LettreGösta Mittag-Leffler à Henri Poincaré - décembre 1889

[?/12/89]

Mon cher ami,

Merci bien de votre lettre que je viens de recevoir. Après avoir reçu la lettre que vous me promettez pour demain je prendrai tout de suite les dispositions nécessaires.

J’ai réussi très bien jusqu’ici. Tou]te[s les exemplaires de Danemark et de Norvège sont de retour. Et aujourd’hui j’ai reçu l’exemplaire de M. Walter Dyck.

Il y a seulement l’exemplaire de / Gyldén qui m’inquiète un peu. J’ai voulu aller le prendre moi-même pour être plus sûr mais depuis que je vous écrivais la dernière fois je suis enfermé à cause d’une attaque de la grippe russe avec une fièvre qui a monté jusqu’à 40. Si tôt que je pourrai sortir je m’occuperai avec Gyldén.
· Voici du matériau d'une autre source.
//! Personal sync endpoint negotiation
//!
//! Runs after a successful link:
//!
//! 1. Read the provider record naming the endpoint host
//!    (`<sync_record_collection>/self`, field `host`).
//! 2. `POST <scheme>://<host>/authenticate` through the provider session with
//!    `{ lexiconAuthorityDomain, rootDocUrl }`; the reply names the canonical
//!    root identity and a session token.
//! 3. If the canonical root differs from the active identity, carry the
//!    provider fields over to the root, then switch to it (logging out of the
//!    linked identity and into the root as a single pointer write).
//! 4. Store the token as `pssJwt` and attach a realtime channel.
//!
//! Steps 1, 2 and the channel attach are bounded by the negotiation timeout.
//! Every failure is reported as [`SyncOutcome::Unavailable`] and leaves the
//! active identity as it was.

use std::fmt;

use serde::{Deserialize, Serialize};
use tracing::{debug, info, warn};
use url::Url;

use super::AccountManager;
use crate::atproto::AtprotoSession;
use crate::channel::SyncEndpoint;
use crate::error::{AccountError, AccountResult};
use crate::types::{AccountDoc, ContactDoc, DocumentUrl};

/// Record key of the sync endpoint record
const SYNC_RECORD_KEY: &str = "self";

/// Field of the sync endpoint record holding the host
const SYNC_RECORD_HOST: &str = "host";

/// Whether a personal sync endpoint was negotiated
#[derive(Debug, Clone, PartialEq, Eq)]
pub enum SyncOutcome {
    Synced {
        host: String,
        /// The active identity was switched to the endpoint's canonical root
        root_changed: bool,
        /// A realtime channel was attached
        channel_attached: bool,
    },
    Unavailable(SyncUnavailable),
}

impl SyncOutcome {
    pub fn is_synced(&self) -> bool {
        matches!(self, SyncOutcome::Synced { .. })
    }
}

/// Why negotiation did not complete
#[derive(Debug, Clone, PartialEq, Eq)]
pub enum SyncUnavailable {
    /// The account publishes no sync endpoint record
    NoEndpoint,
    /// Discovery or authentication exceeded the negotiation timeout
    TimedOut,
    /// Any other failure
    Failed(String),
}

impl fmt::Display for SyncUnavailable {
    fn fmt(&self, f: &mut fmt::Formatter<'_>) -> fmt::Result {
        match self {
            SyncUnavailable::NoEndpoint => write!(f, "no sync endpoint record"),
            SyncUnavailable::TimedOut => write!(f, "negotiation timed out"),
            SyncUnavailable::Failed(reason) => write!(f, "{reason}"),
        }
    }
}

#[derive(Serialize)]
#[serde(rename_all = "camelCase")]
struct AuthenticateRequest<'a> {
    lexicon_authority_domain: &'a str,
    root_doc_url: String,
}

#[derive(Deserialize)]
#[serde(rename_all = "camelCase")]
struct AuthenticateResponse {
    root_doc_url: String,
    token: String,
}

struct Authenticated {
    host: String,
    root: DocumentUrl,
    token: String,
}

enum Discovery {
    NoEndpoint,
    Authenticated(Authenticated),
}

/// Negotiate the personal sync endpoint for `session`
pub(super) async fn run(manager: &AccountManager, session: &dyn AtprotoSession) -> SyncOutcome {
    let limit = manager.config.negotiation_timeout;
    let authenticated = match tokio::time::timeout(limit, discover(manager, session)).await {
        Ok(Ok(Discovery::Authenticated(authenticated))) => authenticated,
        Ok(Ok(Discovery::NoEndpoint)) => {
            return SyncOutcome::Unavailable(SyncUnavailable::NoEndpoint)
        }
        Ok(Err(e)) => return SyncOutcome::Unavailable(SyncUnavailable::Failed(e.to_string())),
        Err(_) => return SyncOutcome::Unavailable(SyncUnavailable::TimedOut),
    };

    let root_changed = match adopt(manager, &authenticated).await {
        Ok(root_changed) => root_changed,
        Err(e) => {
            warn!(host = %authenticated.host, error = %e, "Failed to adopt negotiated root");
            return SyncOutcome::Unavailable(SyncUnavailable::Failed(e.to_string()));
        }
    };

    let channel_attached = attach(manager, &authenticated).await;
    SyncOutcome::Synced {
        host: authenticated.host,
        root_changed,
        channel_attached,
    }
}

/// Find the endpoint host and authenticate to it
async fn discover(
    manager: &AccountManager,
    session: &dyn AtprotoSession,
) -> AccountResult<Discovery> {
    let collection = manager.config.sync_record_collection.as_str();
    let Some(record) = session.get_record(collection, SYNC_RECORD_KEY).await? else {
        debug!(did = session.did(), collection, "No sync endpoint record");
        return Ok(Discovery::NoEndpoint);
    };
    let Some(host) = record
        .get(SYNC_RECORD_HOST)
        .and_then(serde_json::Value::as_str)
        .map(str::trim)
        .filter(|host| !host.is_empty())
        .map(str::to_string)
    else {
        debug!(did = session.did(), collection, "Sync endpoint record has no host");
        return Ok(Discovery::NoEndpoint);
    };

    let current = manager
        .active_url()
        .ok_or_else(|| AccountError::InvalidState("no active account".into()))?;
    let endpoint = Url::parse(&format!(
        "{}://{}/authenticate",
        manager.config.sync_scheme, host
    ))
    .map_err(|e| AccountError::NegotiationFailed(format!("invalid sync host '{host}': {e}")))?;

    let request = manager
        .http
        .post(endpoint)
        .json(&AuthenticateRequest {
            lexicon_authority_domain: &manager.config.lexicon_authority_domain,
            root_doc_url: current.to_string(),
        })
        .build()
        .map_err(|e| AccountError::NegotiationFailed(format!("failed to build request: {e}")))?;

    debug!(%host, root = %current, "Authenticating to sync endpoint");
    let response = session.fetch(request).await?;
    let status = response.status();
    if !status.is_success() {
        return Err(AccountError::NegotiationFailed(format!(
            "sync endpoint {host} returned {status}"
        )));
    }
    let body: AuthenticateResponse = response.json().await.map_err(|e| {
        AccountError::NegotiationFailed(format!("unexpected authenticate response: {e}"))
    })?;
    let root = DocumentUrl::parse(&body.root_doc_url).map_err(|e| {
        AccountError::NegotiationFailed(format!("sync endpoint returned a bad root: {e}"))
    })?;

    Ok(Discovery::Authenticated(Authenticated {
        host,
        root,
        token: body.token,
    }))
}

/// Make the negotiated root the active identity and store the token.
///
/// Returns whether the active identity changed.
async fn adopt(manager: &AccountManager, authenticated: &Authenticated) -> AccountResult<bool> {
    let current = manager.current()?;
    let now = chrono::Utc::now().timestamp_millis();

    if current.account.url() == authenticated.root {
        current.account.change(|doc| {
            AccountDoc::set_pss_jwt(doc, &authenticated.token)?;
            AccountDoc::set_last_online_sync(doc, now)
        })?;
        manager.publish(&current)?;
        info!(host = %authenticated.host, "Sync endpoint confirmed active identity");
        return Ok(false);
    }

    // Fields to carry over from the identity the user linked
    let linked = current.account.doc::<AccountDoc>()?;
    let linked_contact = current.contact.doc::<ContactDoc>()?;

    // Every fallible step runs before the active identity changes
    let root = manager.resolve(&authenticated.root).await?;
    if let Some(name) = linked_contact.name() {
        root.contact.change(|doc| {
            ContactDoc::set_atproto_profile(doc, name, linked_contact.atproto_profile())
        })?;
    }
    root.account.change(|doc| {
        AccountDoc::set_atproto(
            doc,
            linked.atproto_did.as_deref(),
            linked.atproto_handle.as_deref(),
        )?;
        AccountDoc::set_pss_jwt(doc, &authenticated.token)?;
        AccountDoc::set_last_online_sync(doc, now)
    })?;

    info!(
        from = %current.account.url(),
        to = %authenticated.root,
        host = %authenticated.host,
        "Switching to canonical root identity"
    );
    // Log out of the linked identity and into the root in one step
    manager.activate(root)?;
    Ok(true)
}

async fn attach(manager: &AccountManager, authenticated: &Authenticated) -> bool {
    let Some(channel) = manager.channel.as_ref() else {
        return false;
    };
    let endpoint = SyncEndpoint::new(authenticated.host.clone(), authenticated.token.clone());
    match tokio::time::timeout(manager.config.negotiation_timeout, channel.attach(&endpoint)).await
    {
        Ok(Ok(())) => true,
        Ok(Err(e)) => {
            warn!(host = %endpoint.host, error = %e, "Failed to attach realtime channel");
            false
        }
        Err(_) => {
            warn!(host = %endpoint.host, "Timed out attaching realtime channel");
            false
        }
    }
}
J’ai déjà pris de telles dispositions que nous ne serons pas très pressés pour la publication de votre mémoire. /

Tout le monde a trouvé fort naturel quand j’ai expliqué que l’exemplaire par méprise avait été distribué à quelques personnes avant que des changements que l’auteur trouvait indispensables avaient été faits.1

Madame Kowalevski est parti pour Paris ensemble avec ma sœur, Madame Anne-Charlotte Leffler2 qui est un auteur connu de romans et des drames.

Mes hommages à Madame Poincaré et les vœux les plus sincères de Madame M. L. et de moi-même pour elle et la petite Yvonne.

Votre ami très dévoué,

M. L.


 Apparat critique

  1. Le 20 décembre, Mittag-Leffler engage Hermite à faire l’éloge du travail de Poincaré devant l’Académie des sciences. Il considère que la crise est institutionnellement résolue:

    Mon très cher maitre,

    Je crois en réalité que c’est seulement par distraction que M. Poincaré ne vous a pas donné la note qu’il avait promis et je vous prie très instamment de vouloir bien lui écrire un mot pour lui rappeler sa promesse. Il faut absolument que vous parlez de son mémoire à la séance solennelle de l’Institut. Sinon tout le monde s’étonnera et on commencera de se demander la cause de votre silence. Et vous pouvez vraiment louer le mémoire sans craindre d’exagérer car il restera dans tous les cas un des premiers chefs-d’œuvres de notre temps.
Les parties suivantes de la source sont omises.